Non voglio abbandonare la ricerca. M’infilo dei guanti da lavoro, di
pelle, per evitare di tagliarmi dovessi imbattermi in frammenti di vetro o nei
cocci di un vaso. Il terreno dove scavo è abbastanza friabile. Mi faccio spazio
usando, oltre alle mani, la punta di un bastoncino ricavato dal ramo di un
ulivo (ho una quarantina di ulivi, potati nel fine settimana). Allargo il campo
ispezionato, formando un cerchio che lambisce gli estremi dei solchi vicini. Non trascorre molto tempo che scopro un nuovo reperto. Mi
sento un archeologo dilettante. La cosa mi diverte. L’oggetto appena dissepolto
è simile al precedente, fatto quasi certamente dello stesso materiale. Lo tiro
fuori con cura, non voglio si sbricioli. Ci sono oggetti antichi che, una volta
esposti alla luce del sole, vanno in pezzi. Lo esamino. Questa volta si tratta di un sostantivo:
«RAGAZZA». La prima «A» è leggermente
sbocconcellata, in basso nella stanghetta destra; per il resto il reperto si è
conservato in ottime condizioni. È perfettamente decifrabile in tutta la sua
estensione. Continuo a scavare. In poco meno di
mezz’ora estraggo altri resti archeologici che presentano differenti disegni
geometrici. Presumo tuttavia che appartengano a un identico ceppo, come i
gioielli dello scrigno di un sovrano del passato. Brancolo nel buio. Ancora non capisco in cosa mi sono
imbattuto. Nel raggio di un metro quadrato, il
terreno, da cui sono scomparsi i solchi che ho tracciato, è tutto sottosopra.

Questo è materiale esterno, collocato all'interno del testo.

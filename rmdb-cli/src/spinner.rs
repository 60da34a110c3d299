//! Terminal spinner that follows a sync run.

use std::time::Duration;

use indicatif::{ProgressBar, ProgressDrawTarget, ProgressStyle};
use rmdb_catalog::ResourceKind;
use rmdb_sync::{SyncProgress, SyncReport, SyncStage};

/// A single spinner line showing the current sync stage.
///
/// Log lines emitted through it are printed above the spinner.
pub(crate) struct SyncSpinner {
    pb: ProgressBar,
}

impl SyncSpinner {
    /// When `quiet` is true the spinner is hidden.
    pub(crate) fn new(quiet: bool) -> Self {
        let pb = ProgressBar::new_spinner();
        if quiet {
            pb.set_draw_target(ProgressDrawTarget::hidden());
        }
        let style = ProgressStyle::with_template("  {spinner:.cyan} {msg} [{elapsed}]")
            .unwrap_or_else(|_| ProgressStyle::default_spinner())
            .tick_chars("/-\\|");
        pb.set_style(style);
        pb.enable_steady_tick(Duration::from_millis(100));
        Self { pb }
    }
}

impl SyncProgress for SyncSpinner {
    fn on_stage(&self, stage: SyncStage) {
        if stage.is_terminal() {
            self.pb.finish_and_clear();
        } else {
            self.pb.set_message(format!("{}...", capitalize(stage.as_str())));
        }
    }

    fn on_fetched(&self, kind: ResourceKind, records: usize) {
        self.pb.set_message(format!("Inserting {} {}...", records, kind.plural()));
    }

    fn on_loaded(&self, kind: ResourceKind, rows: u64) {
        self.pb
            .suspend(|| log::info!("  Loaded {:>6} {}", rows, kind.plural()));
    }

    fn on_complete(&self, _report: &SyncReport) {
        self.pb.finish_and_clear();
    }
}

fn capitalize(s: &str) -> String {
    let mut chars = s.chars();
    match chars.next() {
        Some(first) => first.to_uppercase().chain(chars).collect(),
        None => String::new(),
    }
}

Continuo a smuovere la terra e spuntano fuori nuovi oggetti, come funghi, di
cui ignoro il senso: «CAPPELLO», «TRISTI», «RICORDERÒ», «MONACALE», e altri
ancora. Raggruppo
gli oggetti in una cassettina di legno, di quelle da ortolano. Ne ho una pila,
accatastate in un angolo del giardino. A protezione, li ricopro con uno strato
di muschio. Conosco un giovane archeologo che insegna alla Facoltà di Lettere
di Siena, ha eseguito scavi in Siria (prima della guerra) e a Cipro. È un
amico. Voglio fargli vedere il mio “tesoro”. Lui saprà mettere insieme i pezzi,
rintracciare un significato dalla loro connessione. È il suo mestiere. Incontro l’amico archeologo presso
il Dipartimento di Lettere dell’Università di Siena. Mi ha concesso la
mattinata, dato che non ha impegni accademici. Non appena ci vediamo, lui
prende i reperti dalla cassettina e li dispone sul tavolo della sua stanza,
dopo averlo liberato da penne, libri e altri ingombri. Ha infilato dei guanti in
lattice. Ogni tanto sposta un “ossicino”, con delicatezza, come se maneggiasse
piccole, fragilissime sculture di cristallo. Lo osservo mentre ispeziona il
materiale, usando una lente d’ingrandimento. Non l’avevo mai visto all’opera,
in veste professionale. È serissimo. Pondera ogni combinazione. Misura le
distanze, i possibili incastri, le conformità. A un certo punto si allontana
dal tavolo e consulta sul computer la pagina di un sito. Sbircio con la coda
dell’occhio, mi sembra che stia visionando delle foto. Alla fine si volta e mi guarda
soddisfatto. – Questa è la combinazione giusta –
mi dice. Ora sul tavolo i reperti sono
disposti in modo da formare una sequenza di parole plausibile: Per molto tempo ricorderò Quella ragazza cogli occhi Conscii tristi e tranquilli E il cappello monacale. – Cos’è? – gli chiedo. – Una poesia di Dino Campana –
risponde lui. I reperti risalgono con sicurezza
all’inizio del XX secolo. – Non mi meraviglia fossero nel tuo
giardino – dice il mio amico. – Biforco dista neanche due chilometri da
Marradi. Su chi l’abbia seppelliti, e perché,
non azzarda alcuna ipotesi. Resta un mistero.